The Arthur Building was also the home of the New London United Negro Welfare Council, which started during WWI, when Elizabeth Jeter Green organized a group of young women to aid Black soldiers who were traveling through the city on their way to fight in Europe. After the war, “The Canteen,” as the group called itself, helped local residents with rent, food, utility bills and clothing.

A list of the building’s tenants provided by New London Landmarks shows the welfare council as a tenant only in 1927, and the group later used 39 Tilley St. as its headquarters.

The council’s secretary, Sadie Dillon Harrison, and her partner Edwin Henry Hackley, wrote a guide for where Black travelers could find safe places to stay in 300 cities.

This undated photo shows 38 Green St. in the 1970s. (Courtesy New London Landmarks)

Published in 1930, “Hackley and Harrison’s Hotel and Apartment Guide for Colored Travelers” pre-dated the more commonly known “Negro Motorist’s Green Book” by seven years, as a guide for Black people to find shelter while traveling through the segregated United States.
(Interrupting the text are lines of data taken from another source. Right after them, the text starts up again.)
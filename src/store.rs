//! Persisted envelope store.
//!
//! One envelope per relationship with a target service: alias + card +
//! identity + enrollment URL, keyed by a human-chosen context name.
//! Envelopes are written before browser automation starts, so a crashed
//! run never strands an unrecorded alias or card. Tombstoning marks a
//! deliberately terminated envelope without erasing its history.

use std::collections::BTreeMap;
use std::path::{Path, PathBuf};
use std::time::{SystemTime, UNIX_EPOCH};

use serde::{Deserialize, Serialize};

use crate::error::{PaneError, Result};
use crate::identity::Identity;
use crate::providers::{AliasResult, CardResult};

#[derive(Debug, Clone, Serialize, Deserialize)]
pub struct Envelope {
    pub name: String,
    pub identity: Identity,
    pub alias: AliasResult,
    pub card: CardResult,
    #[serde(default)]
    pub enrollment_url: Option<String>,
    pub created_at: u64,
    #[serde(default)]
    pub tombstoned: bool,
}

/// JSON-file backed store. The envelope set for one user is tiny, so the
/// whole map is rewritten on every mutation.
pub struct ContextStore {
    path: PathBuf,
}

impl ContextStore {
    pub fn new(path: impl Into<PathBuf>) -> Self {
        Self { path: path.into() }
    }

    /// Default location under the platform data dir.
    pub fn default_path() -> PathBuf {
        dirs::data_dir()
            .unwrap_or_else(|| PathBuf::from("."))
            .join("pane")
            .join("contexts.json")
    }

    pub fn path(&self) -> &Path {
        &self.path
    }

    fn read_all(&self) -> Result<BTreeMap<String, Envelope>> {
        if !self.path.exists() {
            return Ok(BTreeMap::new());
        }
        let raw = std::fs::read_to_string(&self.path)?;
        if raw.trim().is_empty() {
            return Ok(BTreeMap::new());
        }
        Ok(serde_json::from_str(&raw)?)
    }

    fn write_all(&self, envelopes: &BTreeMap<String, Envelope>) -> Result<()> {
        if let Some(parent) = self.path.parent() {
            std::fs::create_dir_all(parent)?;
        }
        let raw = serde_json::to_string_pretty(envelopes)?;
        std::fs::write(&self.path, raw)?;
        Ok(())
    }

    /// Persist a new envelope. The name must be unused.
    pub fn save(
        &self,
        name: &str,
        identity: Identity,
        alias: AliasResult,
        card: CardResult,
        enrollment_url: Option<String>,
    ) -> Result<Envelope> {
        let mut envelopes = self.read_all()?;
        if envelopes.contains_key(name) {
            return Err(PaneError::ContextExists(name.to_string()));
        }
        let envelope = Envelope {
            name: name.to_string(),
            identity,
            alias,
            card,
            enrollment_url,
            created_at: unix_now(),
            tombstoned: false,
        };
        envelopes.insert(name.to_string(), envelope.clone());
        self.write_all(&envelopes)?;
        Ok(envelope)
    }

    /// Apply a mutation to an existing envelope.
    pub fn update(&self, name: &str, f: impl FnOnce(&mut Envelope)) -> Result<Envelope> {
        let mut envelopes = self.read_all()?;
        let envelope = envelopes
            .get_mut(name)
            .ok_or_else(|| PaneError::ContextNotFound(name.to_string()))?;
        f(envelope);
        let updated = envelope.clone();
        self.write_all(&envelopes)?;
        Ok(updated)
    }

    pub fn get(&self, name: &str) -> Result<Envelope> {
        self.read_all()?
            .remove(name)
            .ok_or_else(|| PaneError::ContextNotFound(name.to_string()))
    }

    /// All envelopes, tombstoned included, in name order.
    pub fn list(&self) -> Result<Vec<Envelope>> {
        Ok(self.read_all()?.into_values().collect())
    }

    /// Mark an envelope terminated (alias burned, card frozen).
    pub fn tombstone(&self, name: &str) -> Result<Envelope> {
        self.update(name, |envelope| envelope.tombstoned = true)
    }
}

fn unix_now() -> u64 {
    SystemTime::now()
        .duration_since(UNIX_EPOCH)
        .map(|d| d.as_secs())
        .unwrap_or(0)
}

#[cfg(test)]
mod tests {
    use super::*;
    use crate::identity;

    fn sample(name: &str) -> (Identity, AliasResult, CardResult) {
        let id = identity::generate(Some(name));
        let alias = AliasResult {
            id: format!("alias-{name}"),
            email: format!("{name}@alias.example"),
        };
        let card = CardResult {
            token: format!("card-{name}"),
            last_four: "4242".to_string(),
        };
        (id, alias, card)
    }

    fn temp_store() -> (tempfile::TempDir, ContextStore) {
        let dir = tempfile::tempdir().unwrap();
        let store = ContextStore::new(dir.path().join("contexts.json"));
        (dir, store)
    }

    #[test]
    fn save_get_list_round_trip() {
        let (_dir, store) = temp_store();
        let (id, alias, card) = sample("maple-circuit");
        store
            .save("maple-circuit", id, alias, card, Some("https://example.com".into()))
            .unwrap();

        let envelope = store.get("maple-circuit").unwrap();
        assert_eq!(envelope.alias.email, "maple-circuit@alias.example");
        assert!(!envelope.tombstoned);
        assert_eq!(store.list().unwrap().len(), 1);
    }

    #[test]
    fn duplicate_name_rejected() {
        let (_dir, store) = temp_store();
        let (id, alias, card) = sample("frost-anvil");
        store.save("frost-anvil", id.clone(), alias.clone(), card.clone(), None).unwrap();
        let err = store.save("frost-anvil", id, alias, card, None).unwrap_err();
        assert!(matches!(err, PaneError::ContextExists(_)));
    }

    #[test]
    fn tombstone_preserves_envelope() {
        let (_dir, store) = temp_store();
        let (id, alias, card) = sample("cobalt-weir");
        store.save("cobalt-weir", id, alias, card, None).unwrap();

        let envelope = store.tombstone("cobalt-weir").unwrap();
        assert!(envelope.tombstoned);
        assert_eq!(store.list().unwrap().len(), 1, "tombstoned stays listed");
    }

    #[test]
    fn update_missing_context_errors() {
        let (_dir, store) = temp_store();
        let err = store.update("nope", |_| {}).unwrap_err();
        assert!(matches!(err, PaneError::ContextNotFound(_)));
    }
}
//! Envelope management commands.

use colored::Colorize;

use crate::config::Config;
use crate::error::Result;
use crate::providers::{AliasClient, AliasProvider, CardClient, CardProvider};
use crate::store::ContextStore;

pub fn list(store: &ContextStore) -> Result<()> {
    let envelopes = store.list()?;
    if envelopes.is_empty() {
        println!("  No contexts yet. Run {} to create one.", "pane enroll".bold());
        return Ok(());
    }

    println!("  {:<24} {:<36} {:<8} {}", "CONTEXT", "ALIAS", "CARD", "STATUS");
    for envelope in envelopes {
        let status = if envelope.tombstoned {
            "burned".red().to_string()
        } else {
            "active".green().to_string()
        };
        println!(
            "  {:<24} {:<36} *{:<7} {}",
            envelope.name, envelope.alias.email, envelope.card.last_four, status
        );
    }
    Ok(())
}

pub fn show(store: &ContextStore, name: &str) -> Result<()> {
    let envelope = store.get(name)?;
    println!("  context:   {}", envelope.name.bold());
    println!("  identity:  {}", envelope.identity.full_name);
    println!("  alias:     {} ({})", envelope.alias.email, envelope.alias.id);
    println!("  card:      *{} ({})", envelope.card.last_four, envelope.card.token);
    if let Some(url) = &envelope.enrollment_url {
        println!("  enrolled:  {url}");
    }
    println!("  created:   {} (unix)", envelope.created_at);
    if envelope.tombstoned {
        println!("  status:    {}", "burned".red());
    }
    Ok(())
}

/// Burn an envelope: delete the alias, freeze the card, tombstone the
/// record. Each provider step is attempted even if an earlier one fails.
pub async fn burn(store: &ContextStore, config: &Config, name: &str) -> Result<()> {
    let envelope = store.get(name)?;

    let alias_client = AliasClient::new(&config.alias.base_url, &config.alias.api_key)?;
    match alias_client.delete(&envelope.alias.id).await {
        Ok(()) => println!("  {} alias {} deleted", "✓".green(), envelope.alias.email),
        Err(e) => println!("  {} alias delete failed: {e}", "✗".red()),
    }

    let card_client = CardClient::new(&config.card.base_url, &config.card.api_key)?;
    match card_client.freeze(&envelope.card.token).await {
        Ok(()) => println!("  {} card *{} frozen", "✓".green(), envelope.card.last_four),
        Err(e) => println!("  {} card freeze failed: {e}", "✗".red()),
    }

    store.tombstone(name)?;
    println!("  {} context {} tombstoned", "✓".green(), name.bold());
    Ok(())
}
Harrison also served as executive secretary for the finance corporation, working with her half-brother, Johnson. They were both the children of Halle Tanner Johnson, who was the first woman to pass the Alabama state medical examination in 1891. 

Tom Schuch, who has been researching hidden and widely unknown pieces of New London history, believes the corporation was somehow connected to the People’s Finance Corporation in St. Louis. 

That corporation built a five-story office building that housed Black businesses in the heart of St. Louis’ Mill Creek community, a center of the city’s Black cultural life until the city government razed it in the 1960s in an “urban renewal” effort. Black-owned lenders were essential for Black -owned businesses at a time when few, if any, White-owned banks would give them loans.

“It was at a time when people of color couldn’t get loans for businesses, they couldn’t get loans for cars, they couldn’t get loans for houses,” Schuch said. “So this represented something very, very significant.”

Since its early days as a hub for Black activism in New London, the building has a long, revolving list of tenants, including the Powder Puff Hair Salon that occupied a portion of the building from 1927-1974. More recently, the building housed the Monte Cristo Bookshop, artists’ studios and a gallery, and Cathedral Stained Glass.

Two bands are currently the only tenants, using the building for practice space and storage, Lyman said.